People with severe mental illness (SMI) also have a higher prevalence of physical comorbidities compared with the general population. Patients with SMI also face barriers to care, necessitating collaborative, personalized care that improves self-management and enhancing access to care, according to a study published in BMJ Open.
Researchers evaluated patient and stakeholder perspectives of primary respiratory care for people with SMI and comorbid obstructive airways disease (OAD) and found that these patients are experiencing extraordinary disability and isolation as a result of having both SMI and OAD.
The authors noted the link between OAD and SMI “is partially explained by higher rates of smoking tobacco and/or cannabis, but socioeconomic deprivation and other environmental factors may also be relevant.”

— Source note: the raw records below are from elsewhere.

//! Command dispatch - raw input lines to engine actions.

use grid_rules::{CommandAction, GameView, LogStyle, SoundCue, SoundEffect, PENDING_NAME};

use super::{Engine, HostRequest};

/// Raw literal that bypasses the command table entirely.
const SCREENSAVER_LITERAL: &str = "screensaver.exe";

/// Case-fold and strip diacritics so accented input matches table entries.
pub fn normalize(input: &str) -> String {
    input.to_lowercase().chars().map(fold_char).collect()
}

fn fold_char(c: char) -> char {
    match c {
        'à'..='å' => 'a',
        'è'..='ë' => 'e',
        'ì'..='ï' => 'i',
        'ò'..='ö' => 'o',
        'ù'..='ü' => 'u',
        'ý' | 'ÿ' => 'y',
        'ç' => 'c',
        'ñ' => 'n',
        _ => c,
    }
}

impl Engine {
    /// Process one line of player input.
    ///
    /// Routing rules apply in priority order: a finished game swallows
    /// everything; an armed pending action consumes the whole line as its
    /// target; the first gameplay input names the player; the screensaver
    /// literal short-circuits before the echo; mid-dialogue only an answer
    /// is accepted. Whatever remains goes through the action table, and a
    /// turn that ends with no dialogue or pending action hands the
    /// adversary its move.
    pub fn process_command(&mut self, raw: &str) {
        if self.state().game_over {
            return;
        }

        if let Some(pending) = self.state().pending_action.clone() {
            self.resolve_pending(pending, raw);
            return;
        }

        if self.state().view == GameView::Gameplay && self.state().player_name == PENDING_NAME {
            self.set_player_name(raw);
            return;
        }

        if raw.trim().eq_ignore_ascii_case(SCREENSAVER_LITERAL) {
            self.requests.push(HostRequest::Screensaver);
            return;
        }

        self.store.push_line(format!("> {raw}"), LogStyle::Player);

        let normalized = normalize(raw);
        let mut parts = normalized.split_whitespace();
        let action_word = parts.next().unwrap_or("").to_string();
        let argument = parts.collect::<Vec<_>>().join(" ");

        let action = self.catalog.commands.get(&action_word).copied();

        if self.state().active_dialogue.is_some() && action != Some(CommandAction::Answer) {
            let line = self.catalog.strings.get("system.answer_required");
            self.store.push_line(line, LogStyle::System);
            return;
        }

        match action {
            Some(CommandAction::NewGame) => self.start_opening(),
            Some(CommandAction::Help) => {
                let line = self.catalog.strings.get("system.help");
                self.store.push_line(line, LogStyle::Positive);
            }
            Some(CommandAction::ListContacts) => self.list_contacts(),
            Some(CommandAction::ListFragments) => self.list_fragments(),
            Some(CommandAction::ListInventory) => self.list_inventory(),
            Some(CommandAction::Talk) => self.start_dialogue(&argument),
            Some(CommandAction::Answer) => self.answer(raw),
            Some(CommandAction::Save) => self.export_save(),
            Some(CommandAction::Load) => self.requests.push(HostRequest::PickSaveFile),
            Some(CommandAction::OpenSettings) => self.open_settings(),
            Some(CommandAction::UseItem) => self.use_item(&argument),
            Some(CommandAction::ExitToMenu) => self.reset_game(),
            None => {
                let line = self
                    .catalog
                    .strings
                    .format("system.invalid_command", &[&action_word]);
                self.store.push_line(line, LogStyle::Negative);
                self.play(SoundCue::Sfx(SoundEffect::Corruption));
            }
        }

        if self.state().active_dialogue.is_none() && self.state().pending_action.is_none() {
            self.adversary_tick();
        }
    }

    fn list_contacts(&mut self) {
        let header = self.catalog.strings.get("system.contacts_header");
        self.store.push_line(header, LogStyle::System);

        let contacts: Vec<_> = self
            .state()
            .active_characters
            .iter()
            .map(|(id, record)| (id.clone(), record.trust, record.log_style()))
            .collect();
        for (id, trust, style) in contacts {
            let line = self.catalog.strings.format(
                "system.contact_entry",
                &[&id.to_uppercase(), &format!("{trust:.0}")],
            );
            self.store.push_line(line, style);
        }
    }

    fn list_fragments(&mut self) {
        let header = self.catalog.strings.get("system.fragments_header");
        self.store.push_line(header, LogStyle::System);

        if self.state().key_fragments.is_empty() {
            let line = self.catalog.strings.get("system.fragments_none");
            self.store.push_line(line, LogStyle::System);
            return;
        }

        let fragments: Vec<_> = self.state().key_fragments.iter().cloned().collect();
        for fragment in fragments {
            let line = self
                .catalog
                .strings
                .format("system.fragment_entry", &[&fragment]);
            self.store.push_line(line, LogStyle::Positive);
        }
    }

    fn list_inventory(&mut self) {
        let header = self.catalog.strings.get("system.inventory_header");
        self.store.push_line(header, LogStyle::System);

        let owned: Vec<_> = self
            .state()
            .inventory
            .iter()
            .filter(|(_, count)| **count > 0)
            .map(|(id, count)| (id.clone(), *count))
            .collect();

        if owned.is_empty() {
            let line = self.catalog.strings.get("system.inventory_none");
            self.store.push_line(line, LogStyle::System);
            return;
        }

        for (id, count) in owned {
            let Some(item) = self.catalog.items.get(&id).cloned() else {
                tracing::warn!(item = %id, "inventory holds an item missing from the catalog");
                continue;
            };
            let line = self.catalog.strings.format(
                "system.inventory_entry",
                &[&item.name, &count.to_string(), &item.description],
            );
            self.store.push_line(line, LogStyle::Positive);
        }
    }
}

They used a qualitative interpretive phenomenological study to understand the experiences of people with SMI and OAD receiving respiratory health care in the primary care setting. They interviewed 16 patients (9 women and 7 men) between the ages of 45 and 75 years old. Most (n = 10) had comorbid asthma and the rest (n = 6) had chronic obstructive pulmonary disease (COPD).
While 1 patient was receiving care for COPD at a hospital clinic, 10 lived alone and “almost all lived in areas of significant socioeconomic deprivation. Twelve patients were current smokers or ex-smokers. In addition, 12 patients were either unemployed or had retired.
The data collected was split into 3 themes:
The interviews also highlighted that the “complex interplay of social, mental and physical challenges experienced by our participants contributed to normalisation of poor physical health.” As a result, the participants had increased use of urgent care.
The researchers presented the results at a public stakeholder event attended by people who lived with SMI, charity workers, clinicians, and more. A total of 21 people participated in 3 discussion groups and they “expressed similar concerns about gaps in care,” the authors wrote.
“Potential solutions focused on adequate resources, supported navigation of care pathways, relational continuity, individual and community asset building and the evolving integrated social prescriber role,” they added.
The stakeholders were in favor of a redesign that mandated inclusive access to health care as well as the use of a tailored “social prescribing” intervention, which can enhance the self-management skills and the social networks of patients with SMI and OAD.
The researchers suggested future research on developing integrated personalized health and social care interventions for this patient population.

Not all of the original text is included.